In this Special Issue focused on human immunodeficiency virus (HIV) and hepatitis C virus (HCV) diversity and evolution, we can find good examples of how the genetic variability of these two viruses is impacting their spread, pathogenesis, and therapeutics. Yeo et al. review the high mutation rate of HIV, which is estimated in a large range of 10⁻⁵ to 10⁻³ errors/base-pair/cycle. Interestingly and similar to other RNA viruses, the HCV mutation rate is very similar to that found with HIV (Tisthammer et al.). Martinez and Franco also review how HCV mutation rates and diversity have impacted the virus diversity and virus therapeutic control. What we know about HIV and HCV mutation rates can serve as a good model for the comprehensive study of emerging viral diseases, such as the new human coronaviruses or the Ebola virus.
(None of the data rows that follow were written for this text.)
use clap::Parser;
use colored::*;
use std::process;
use tracing_subscriber::EnvFilter;

mod cli;

use crate::cli::{Cli, Commands};
use blastui_core::BlastUiError;

fn main() {
    let cli = Cli::parse();

    // BLASTUI_LOG wins over -v
    let default_level = match cli.verbose {
        0 => "warn",
        1 => "info",
        _ => "debug",
    };
    tracing_subscriber::fmt()
        .with_env_filter(
            EnvFilter::try_from_env("BLASTUI_LOG")
                .unwrap_or_else(|_| EnvFilter::new(default_level)),
        )
        .with_writer(std::io::stderr)
        .init();
    tracing::debug!("Paths:\n{}", blastui_core::describe_paths());

    if let Err(e) = run(cli) {
        eprintln!("{} {}", "Error:".red().bold(), e);
        process::exit(exit_code(&e));
    }
}

fn exit_code(error: &anyhow::Error) -> i32 {
    match error.downcast_ref::<BlastUiError>() {
        Some(BlastUiError::Validation(_)) => 2,
        Some(BlastUiError::Subprocess(_)) => 3,
        Some(BlastUiError::Parse(_)) => 4,
        Some(BlastUiError::Export(_)) => 5,
        Some(BlastUiError::Configuration(_)) => 6,
        Some(BlastUiError::Database(_)) | Some(BlastUiError::NotFound(_)) => 7,
        Some(BlastUiError::Cancelled) => 130,
        _ => 1,
    }
}

fn run(cli: Cli) -> anyhow::Result<()> {
    if cli.verbose > 0 && cli.threads > 0 {
        eprintln!("Using {} BLAST threads", cli.threads);
    }

    match cli.command {
        Commands::Database(args) => crate::cli::commands::database::run(args),
        Commands::Search(args) => crate::cli::commands::search::run(args, cli.threads),
        Commands::Results(args) => crate::cli::commands::results::run(args),
        Commands::Tools(args) => crate::cli::commands::tools::run(args),
    }
}
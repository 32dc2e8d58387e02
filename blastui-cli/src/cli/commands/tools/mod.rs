pub mod install;
pub mod list;

use blastui_core::{blastui_tools_dir, Config};
use blastui_tools::ToolLocator;
use clap::{Args, Subcommand};
use std::path::Path;

#[derive(Args)]
pub struct ToolsArgs {
    #[command(subcommand)]
    pub command: ToolsCommands,
}

#[derive(Subcommand)]
pub enum ToolsCommands {
    /// Show where each BLAST+ executable is found and which versions are installed
    List(list::ListArgs),

    /// Download and install BLAST+ from NCBI
    Install(install::InstallArgs),

    /// Switch the managed installation to an installed version
    Use(install::UseArgs),
}

pub fn run(args: ToolsArgs) -> anyhow::Result<()> {
    match args.command {
        ToolsCommands::List(args) => list::run(args),
        ToolsCommands::Install(args) => install::run(args),
        ToolsCommands::Use(args) => install::run_use(args),
    }
}

pub fn locator(config: &Config) -> ToolLocator {
    let executables_dir = config.blast.executables_dir.as_deref().map(Path::new);
    ToolLocator::new(&blastui_tools_dir(), executables_dir)
}
pub mod output;

pub use output::{format_duration, format_number};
Gelbart et al. study on the site-specific evolutionary rate shifts in HIV and simian immunodeficiency virus (SIV). This paper exemplifies the constraints operating in proteins during cross-species transmission, which is also crucial to understand the emergence of new human viruses. Di Giallonardo et al. give another example of the way viruses diversify. These authors show how the changes over time in HIV diversity shape local virus epidemics. In addition to the study of in vivo HIV diversification, Kapaata et al. show that the diversity across the HIV structural Gag and enzymatic Pol protein regions are frequently associated with a higher virus replication capacity in tissue culture. These findings may have implications in understanding HIV infectivity and pathogenesis. Two additional studies by Colomba et al. and Liu et al. describe new data about the impact of HCV and HIV diversification on therapy resistance and failure. Finally, Gracia-Crespo et al. develop a model to explain why HCV population sequence space can be in disequilibrium even in the absence of external selective constraints or changes in population size. This persistent disequilibrium may facilitate alternative mutational pathways for HCV. Importantly, we may apply this model to other high variable viruses. In short, this Viruses Special Issue provides a comprehensive analysis of HIV and HCV variability, particularly focusing on global virus diversification and its impact on antiviral therapy. Our experience with previous emerging human viral pandemics, such as HIV and HCV, should help in understanding and fighting new virus threats.